Eugenol, eucalyptol, terpinen-4-ol, and camphor, used as flavor agents in cosmetic and food products, have both prooxidant and antioxidant activities. To clarify the mechanisms of their cytotoxic effect and the factors affecting their antioxidant/prooxidant activities, we investigated cell membrane and DNA damage/protective effects induced by eugenol, eucalyptol, terpinen-4-ol, and camphor in parental and drug-resistant human lung cancer cell lines. The parental cells were found approximately 3, 6, and 8 times more sensitive to camphor cytotoxicity than drug-resistant cells at 24, 48, and 72 h respectively.

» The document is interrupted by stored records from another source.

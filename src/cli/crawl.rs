//! Crawl and plan commands

use crate::calendar::CalendarDate;
use crate::config::{CrawlConfig, LoadType};
use crate::crawler::config::{MAX_CONCURRENCY, MAX_RETRIES_LIMIT};
use crate::crawler::events::{CrawlEvent, EventSink, TeeSink, TracingSink};
use crate::crawler::progress::ProgressTracker;
use crate::crawler::{CrawlResult, Crawler, RateLimiter};
use crate::fetcher::loader_http::LoaderHttpClient;
use crate::fetcher::DocumentFetcher;
use crate::identifier::SymbolIdentifier;
use crate::output::{write_result, ResultFormat};
use crate::shutdown::SharedShutdown;
use clap::{Args, Parser, Subcommand};
use indicatif::{ProgressBar, ProgressStyle};
use std::net::SocketAddr;
use std::path::PathBuf;
use std::str::FromStr;
use std::sync::Arc;
use std::time::Duration;
use tracing::info;

use super::CliError;

/// Parse and validate concurrency value
fn parse_concurrency(s: &str) -> Result<usize, String> {
    let value: usize = s
        .parse()
        .map_err(|_| format!("'{s}' is not a valid number"))?;

    if value == 0 {
        return Err("concurrency must be at least 1".to_string());
    }
    if value > MAX_CONCURRENCY {
        return Err(format!(
            "concurrency {value} exceeds maximum of {MAX_CONCURRENCY}"
        ));
    }
    Ok(value)
}

/// Parse a progress step in percent (0 < step <= 100)
fn parse_progress_step(s: &str) -> Result<f64, String> {
    let step: f64 = s
        .parse()
        .map_err(|_| format!("'{s}' is not a valid percentage"))?;
    if !(step > 0.0 && step <= 100.0) {
        return Err("progress step must be greater than 0 and at most 100".to_string());
    }
    Ok(step)
}

/// Parse a positive timeout in (fractional) seconds
fn parse_timeout(s: &str) -> Result<Duration, String> {
    let secs: f64 = s
        .parse()
        .map_err(|_| format!("'{s}' is not a valid number of seconds"))?;
    if secs <= 0.0 {
        return Err("timeout must be greater than zero".to_string());
    }
    Duration::try_from_secs_f64(secs).map_err(|e| e.to_string())
}

/// Parse a Shamsi date or `today`
fn parse_date_arg(s: &str) -> Result<CalendarDate, CliError> {
    if s.eq_ignore_ascii_case("today") {
        Ok(CalendarDate::today()?)
    } else {
        Ok(CalendarDate::parse(s)?)
    }
}

/// Energy Symbol Crawler CLI
#[derive(Parser, Debug)]
#[command(name = "energy-symbol-crawler")]
#[command(about = "Crawl daily electricity contract pages from the TSETMC symbol loader", long_about = None)]
#[command(version)]
pub struct Cli {
    /// Command to execute
    #[command(subcommand)]
    pub command: Commands,

    /// Output format (json or human)
    #[arg(long, global = true, default_value = "human")]
    pub output_format: OutputFormat,

    /// Also write logs to this file
    #[arg(long, global = true)]
    pub log_file: Option<PathBuf>,

    /// Serve Prometheus metrics on this address (e.g. 127.0.0.1:9090)
    #[arg(long, global = true)]
    pub metrics_addr: Option<SocketAddr>,
}

/// CLI commands
#[derive(Subcommand, Debug)]
pub enum Commands {
    /// Crawl symbol pages for every load type and delivery date
    Crawl(CrawlArgs),

    /// List the identifiers a crawl would request, without network access
    Plan(PlanArgs),

    /// Validate identifiers or config files
    Validate(super::ValidateCommand),
}

/// Options that shape the crawl configuration
#[derive(Args, Debug, Clone, Default)]
pub struct ConfigArgs {
    /// JSON config file; flags below override its values
    #[arg(long)]
    pub config: Option<PathBuf>,

    /// First delivery date (yyyy/MM/dd Shamsi, or `today`)
    #[arg(long)]
    pub start_date: Option<String>,

    /// Last delivery date (yyyy/MM/dd Shamsi, or `today`)
    #[arg(long)]
    pub end_date: Option<String>,

    /// Load type as NAME=CODE; repeat to crawl several, in order
    #[arg(long = "load-type")]
    pub load_types: Vec<String>,

    /// User-Agent header
    #[arg(long)]
    pub user_agent: Option<String>,

    /// Per-request timeout in seconds
    #[arg(long, value_parser = parse_timeout)]
    pub timeout: Option<Duration>,

    /// Venue base URL
    #[arg(long)]
    pub base_url: Option<String>,
}

impl ConfigArgs {
    /// Build and validate the effective configuration
    pub fn resolve(&self) -> Result<CrawlConfig, CliError> {
        let mut config = match &self.config {
            Some(path) => CrawlConfig::from_json_file(path)?,
            None => CrawlConfig::default(),
        };

        if let Some(start) = &self.start_date {
            config.start_date = parse_date_arg(start)?;
        }
        if let Some(end) = &self.end_date {
            config.end_date = parse_date_arg(end)?;
        }
        if !self.load_types.is_empty() {
            let load_types = self
                .load_types
                .iter()
                .map(|s| LoadType::parse(s))
                .collect::<Result<Vec<_>, _>>()?;
            config = config.with_load_types(load_types);
        }
        if let Some(user_agent) = &self.user_agent {
            config = config.with_user_agent(user_agent.clone());
        }
        if let Some(timeout) = self.timeout {
            config = config.with_timeout(timeout);
        }
        if let Some(base_url) = &self.base_url {
            config = config.with_base_url(base_url.clone());
        }

        config.validate()?;
        Ok(config)
    }
}

/// Arguments of the crawl command
#[derive(Args, Debug)]
pub struct CrawlArgs {
    /// Configuration options
    #[command(flatten)]
    pub config: ConfigArgs,

    /// Requests in flight at once (1-16)
    #[arg(long, default_value = "1", value_parser = parse_concurrency)]
    pub concurrency: usize,

    /// Retries per identifier for transient errors (0-10)
    #[arg(long, default_value = "0", value_parser = clap::value_parser!(u32).range(0..=MAX_RETRIES_LIMIT as i64))]
    pub max_retries: u32,

    /// Maximum requests per second
    #[arg(long)]
    pub rate_limit: Option<u32>,

    /// Log a progress summary every N percent of the crawl
    #[arg(long, default_value = "10", value_parser = parse_progress_step)]
    pub progress_step: f64,

    /// Write the result to this file instead of stdout
    #[arg(long)]
    pub output: Option<PathBuf>,

    /// Result file format (json or csv)
    #[arg(long, default_value = "json")]
    pub format: ResultFormatArg,
}

/// Result format flag
#[derive(Debug, Clone, Copy)]
pub struct ResultFormatArg(pub ResultFormat);

impl FromStr for ResultFormatArg {
    type Err = String;

    fn from_str(s: &str) -> Result<Self, Self::Err> {
        match s.to_lowercase().as_str() {
            "json" => Ok(Self(ResultFormat::Json)),
            "csv" => Ok(Self(ResultFormat::Csv)),
            _ => Err(format!("Invalid result format: {s}. Valid options: json, csv")),
        }
    }
}

/// Output format options
#[derive(Debug, Clone, Copy, PartialEq, Eq)]
pub enum OutputFormat {
    /// JSON output
    Json,
    /// Human-readable output
    Human,
}

impl FromStr for OutputFormat {
    type Err = String;

    fn from_str(s: &str) -> Result<Self, Self::Err> {
        match s.to_lowercase().as_str() {
            "json" => Ok(OutputFormat::Json),
            "human" => Ok(OutputFormat::Human),
            _ => Err(format!("Invalid output format: {s}")),
        }
    }
}

impl CrawlArgs {
    /// Run the crawl and write its result
    pub async fn execute(&self, cli: &Cli, shutdown: SharedShutdown) -> Result<(), CliError> {
        let config = self.config.resolve()?;

        if self.output.is_none() && matches!(self.format.0, ResultFormat::Csv) {
            return Err(CliError::InvalidArgument(
                "--format csv requires --output".to_string(),
            ));
        }

        let mut client = LoaderHttpClient::from_config(&config)?;
        if let Some(rate) = self.rate_limit {
            client = client.with_rate_limiter(Arc::new(RateLimiter::per_second(rate)?));
        }
        let fetcher: Arc<dyn DocumentFetcher> = Arc::new(client);

        let crawler = Crawler::new(fetcher)
            .with_concurrency(self.concurrency)
            .with_max_retries(self.max_retries)
            .with_progress_tracker(
                ProgressTracker::default().with_percentage_step(self.progress_step),
            )
            .with_shutdown(shutdown);

        let bar = match cli.output_format {
            OutputFormat::Human => create_progress_bar(config.total_identifiers()),
            OutputFormat::Json => ProgressBar::hidden(),
        };
        let sink = TeeSink::new(TracingSink, ProgressBarSink::new(bar));

        let result = crawler.run(&config, &sink).await?;

        match &self.output {
            Some(path) => {
                write_result(&result, path, self.format.0)?;
                info!("Result written to {}", path.display());
            }
            None => {
                let text = serde_json::to_string_pretty(&result).map_err(|e| {
                    CliError::InvalidArgument(format!("Failed to serialize result: {e}"))
                })?;
                println!("{text}");
            }
        }

        print_summary(cli.output_format, &config, &result, self.output.as_ref());
        Ok(())
    }
}

fn print_summary(
    format: OutputFormat,
    config: &CrawlConfig,
    result: &CrawlResult,
    output: Option<&PathBuf>,
) {
    match format {
        OutputFormat::Json => {
            let summary = serde_json::json!({
                "status": if result.interrupted { "interrupted" } else { "completed" },
                "start_date": config.start_date.to_string(),
                "end_date": config.end_date.to_string(),
                "attempted": result.attempted,
                "records": result.entries.len(),
                "failures": result.failures.len(),
                "trades": result.trade_count(),
                "output": output.map(|p| p.display().to_string()),
            });
            eprintln!("{summary}");
        }
        OutputFormat::Human => {
            eprintln!();
            eprintln!(
                "Crawl {}: {} to {}",
                if result.interrupted { "interrupted" } else { "completed" },
                config.start_date,
                config.end_date
            );
            eprintln!("  Attempted: {}", result.attempted);
            eprintln!("  Records:   {}", result.entries.len());
            eprintln!("  Trades:    {}", result.trade_count());
            eprintln!("  Failed:    {}", result.failures.len());
            for failure in &result.failures {
                eprintln!("    {} ({}): {}", failure.identifier, failure.load_type, failure.error);
            }
            if let Some(path) = output {
                eprintln!("  Output:    {}", path.display());
            }
        }
    }
}

/// Arguments of the plan command
#[derive(Args, Debug)]
pub struct PlanArgs {
    /// Configuration options
    #[command(flatten)]
    pub config: ConfigArgs,
}

impl PlanArgs {
    /// Print every identifier in crawl order
    pub async fn execute(&self, cli: &Cli) -> Result<(), CliError> {
        let config = self.config.resolve()?;

        let mut counter = 0u64;
        let mut planned = Vec::new();
        for load_type in &config.load_types {
            for date in config.date_range() {
                counter += 1;
                let identifier = SymbolIdentifier::generate(&config, &load_type.code, &date);
                match cli.output_format {
                    OutputFormat::Human => {
                        println!("{counter},{},{identifier},{date}", load_type.name)
                    }
                    OutputFormat::Json => planned.push(serde_json::json!({
                        "counter": counter,
                        "load_type": load_type.name,
                        "identifier": identifier,
                        "date": date,
                    })),
                }
            }
        }

        if cli.output_format == OutputFormat::Json {
            println!("{}", serde_json::Value::Array(planned));
        }
        Ok(())
    }
}

/// Drives an indicatif progress bar from crawl events
pub struct ProgressBarSink {
    bar: ProgressBar,
}

impl ProgressBarSink {
    /// Wrap a progress bar
    pub fn new(bar: ProgressBar) -> Self {
        Self { bar }
    }
}

impl EventSink for ProgressBarSink {
    fn emit(&self, event: &CrawlEvent) {
        match event {
            CrawlEvent::Started { total, .. } => self.bar.set_length(*total),
            CrawlEvent::Attempt { identifier, .. } => self.bar.set_message(identifier.to_string()),
            CrawlEvent::Completed { .. } | CrawlEvent::FetchFailed { .. } => self.bar.inc(1),
            CrawlEvent::Interrupted { .. } => self.bar.abandon_with_message("interrupted"),
            CrawlEvent::Finished { .. } => self.bar.finish_with_message("done"),
            _ => {}
        }
    }
}

/// Create progress bar with style
fn create_progress_bar(total: u64) -> ProgressBar {
    let pb = ProgressBar::new(total);
    if let Ok(style) = ProgressStyle::default_bar().template(
        "{spinner:.green} [{elapsed_precise}] [{bar:40.cyan/blue}] {pos}/{len} ({percent}%) {msg}",
    ) {
        pb.set_style(style.progress_chars("#>-"));
    }
    pb.set_message("Crawling symbols");
    pb
}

The cytotoxic activity for both cell types was found to be in the order of camphor, eugenol, terpinen-4-ol, and eucalyptol, depending on their concentrations. Malondialdehyde and 8-hydroxy deoxyguanosine levels were also increased as a result of membrane and DNA damage in both cell lines exposed to the highest concentration of these test components. On the other hand, eugenol, eucalyptol, terpinen-4-ol, and camphor protected the cells against H_2O_2-induced cytotoxicity, membrane damage, and DNA damage when the cells were incubated with these test components at lower concentrations (< IC_{50}) before H_2O_2 treatment. These findings suggest that eugenol, eucalyptol, terpinen-4-ol, and camphor exhibit membrane and DNA protective/damaging effects changing in a manner dependent upon concentration, cell type, and time.